Already, many times, I have been asked about a rematch between myself and Landlord – one on one...this, of course, after the BEST game in NBO history when I beat Landlord at the Season 4 All-Star Weekend...one-on-one. Since that very day, the day I beat Landlord, I have been asked, pleaded with, and BEGGED to play another game to see if I could prove myself again. But why? There is no need to prove myself again after that heroic effort. I came back from 19-24 deficit (going to 25), and continued to win. Landlord keeps egging me on saying I can’t do it again, blah blah blah. But here’s the thing, although he is saying I can’t do it AGAIN...he’s never done it once to begin with. Look at all of Landlord’s accomplishments compared to mine. First off, you should think...yes, travesty or conspiracy. But, I will give the champ his due; he is an accomplished player with many championships and other individual awards, all in team competition however. When it comes to one person versus one person – I am the better man. Again, right off, before I go any further, I will repeat myself again in saying that I WILL NOT TAKE LANDLORD ON AGAIN ONE-ON-ONE. There is no reason to. What do I have to prove? That I can do it AGAIN? Wow. It’s like putting Code Red versus Street Ballers and having the team of Doc Seuss and Big Freeze challenge my nemesis and Created Player. Not that fair of a game, we all know the outcome, so why waste our time --- especially when we’ve seen it before. You, the NBO fans and other NBO players, can egg me on all you want and ask me questions about the whole thing, but I will publicly answer them here in the Reality Check, because there is no way you can prove why I should give Landlord another shot. From experience, I think Landlord sucks as a teammate as well, so I don’t know how he gets all these damn awards. Landlord said it himself in Double Dunk the Magazine...All-Star Weekend is MY weekend and no one can knock me down in that time frame...even the beloved Landlord. It’s all redundant, but obviously no one gets it. ODOR BEAT LANDLORD. ODOR BEAT LANDLORD. ODOR...B-B-B-B-BEAT...LAND-L-L-L-LORD! As a minor detail, that also proves that USA was also better than Code Red --- but we’ll save that for the next Reality Check. Over-Dose...out.

 

Reality Check I – February 19, 2006 - Introduction

 

This is the first ever edition of the Reality Check with everyone’s favorite NBO superstar, ODOR. In this NBO ‘blog’, I will be discussing different NBO happenings both past and present, from of course the most controversial point of view ever to grace the NBO court. This week - we talk about the present.
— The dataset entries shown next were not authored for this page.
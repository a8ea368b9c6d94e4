//! Bounded dispatch queue.
//!
//! The queue is the only hand-off point between the concurrent ingress side
//! (transport handlers) and the single detection worker. It is internally
//! synchronized; callers need no extra locking.

use std::sync::atomic::{AtomicBool, Ordering};
use std::sync::Arc;
use std::time::Duration;

use crossbeam_channel::{bounded, Receiver, RecvTimeoutError, Sender, TrySendError};

use crate::detect::DetectionResult;
use crate::frame::FrameInput;

/// Where a job's result goes once the worker is done with it.
#[derive(Debug)]
pub enum JobOrigin {
    /// Streamed frame; routed through the publisher to the owning transport.
    Session(String),
    /// One-shot request; the result is sent straight back on `reply`.
    Direct {
        reply: Sender<DetectionResult>,
        /// Attach a JPEG of the frame with the detections drawn on it.
        annotate: bool,
    },
}

/// A unit of pending work.
#[derive(Debug)]
pub struct DetectionJob {
    pub origin: JobOrigin,
    pub image: FrameInput,
    /// Client-supplied (or receive-time) timestamp, seconds since the Unix epoch.
    pub submitted_at: f64,
}

impl DetectionJob {
    pub fn for_session(session_id: impl Into<String>, image: FrameInput, submitted_at: f64) -> Self {
        Self {
            origin: JobOrigin::Session(session_id.into()),
            image,
            submitted_at,
        }
    }

    /// Build a direct job and the receiver its single result will arrive on.
    pub fn direct(
        image: FrameInput,
        submitted_at: f64,
        annotate: bool,
    ) -> (Self, Receiver<DetectionResult>) {
        let (reply, rx) = bounded(1);
        let job = Self {
            origin: JobOrigin::Direct { reply, annotate },
            image,
            submitted_at,
        };
        (job, rx)
    }

    pub fn session_id(&self) -> Option<&str> {
        match &self.origin {
            JobOrigin::Session(id) => Some(id),
            JobOrigin::Direct { .. } => None,
        }
    }
}

/// Returned by [`DispatchQueue::enqueue`] when the queue is at capacity.
/// Carries the rejected job back to the caller.
#[derive(Debug)]
pub struct QueueFull(pub DetectionJob);

/// Fixed-capacity FIFO of pending detection jobs.
#[derive(Clone)]
pub struct DispatchQueue {
    tx: Sender<DetectionJob>,
    rx: Receiver<DetectionJob>,
    capacity: usize,
    closed: Arc<AtomicBool>,
}

impl DispatchQueue {
    /// Create a queue holding at most `capacity` jobs (minimum 1).
    pub fn new(capacity: usize) -> Self {
        let capacity = capacity.max(1);
        let (tx, rx) = bounded(capacity);
        Self {
            tx,
            rx,
            capacity,
            closed: Arc::new(AtomicBool::new(false)),
        }
    }

    /// Add a job without blocking. A full queue hands the job straight back.
    ///
    /// Once the queue is closed, accepted jobs are dropped right away, which
    /// disconnects any direct reply channel they carry.
    pub fn enqueue(&self, job: DetectionJob) -> Result<(), QueueFull> {
        match self.tx.try_send(job) {
            Ok(()) => {
                // A close that raced this send has either drained the job
                // already or is observed here.
                if self.closed.load(Ordering::SeqCst) {
                    self.drain();
                }
                Ok(())
            }
            // The queue owns both ends, so it cannot disconnect while `self` lives.
            Err(TrySendError::Full(job)) | Err(TrySendError::Disconnected(job)) => {
                Err(QueueFull(job))
            }
        }
    }

    /// Take the oldest job, waiting at most `timeout`. `None` means nothing arrived.
    pub fn dequeue(&self, timeout: Duration) -> Option<DetectionJob> {
        match self.rx.recv_timeout(timeout) {
            Ok(job) => Some(job),
            Err(RecvTimeoutError::Timeout) | Err(RecvTimeoutError::Disconnected) => None,
        }
    }

    /// Stop serving jobs: drop everything pending and everything enqueued later.
    /// Returns how many jobs were dropped.
    pub fn close(&self) -> usize {
        self.closed.store(true, Ordering::SeqCst);
        self.drain()
    }

    pub fn is_closed(&self) -> bool {
        self.closed.load(Ordering::SeqCst)
    }

    fn drain(&self) -> usize {
        self.rx.try_iter().count()
    }

    /// Number of jobs currently waiting.
    pub fn len(&self) -> usize {
        self.rx.len()
    }

    pub fn is_empty(&self) -> bool {
        self.rx.is_empty()
    }

    pub fn capacity(&self) -> usize {
        self.capacity
    }
}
We talk about the fact that I can’t wait to get on a normal schedule of games for Season 6, as Whitesmith and I are going to be wreaking havoc all over the NBO. Although we’ll probably need hell to freeze over to win the NBO Championship, if against the Unstoppable Machines, I still think the season will be a fun one, since it will probably be the last one. Yeah, with all of us going to college this fall, I don’t see a regular season happening until the next summer, and even then, it’d be abbreviated. I’m sure NBO games will still go on, but not as many as we can during high school. Landlord has been challenging me for ‘ODOR vs. Landlord II’, but I have and will continue to still NOT accept this challenge, as I have already proved that I am better than him (at the Season 4 All-Star Weekend). The Reality Check’s from now on will be more in-detail and will make fun of other NBO players, but this is just a kick-start. Just to get things started. In the next Reality Check --- I will be explaining more in-detail on why I will not be taking on Landlord in ‘ODOR vs. Landlord II’.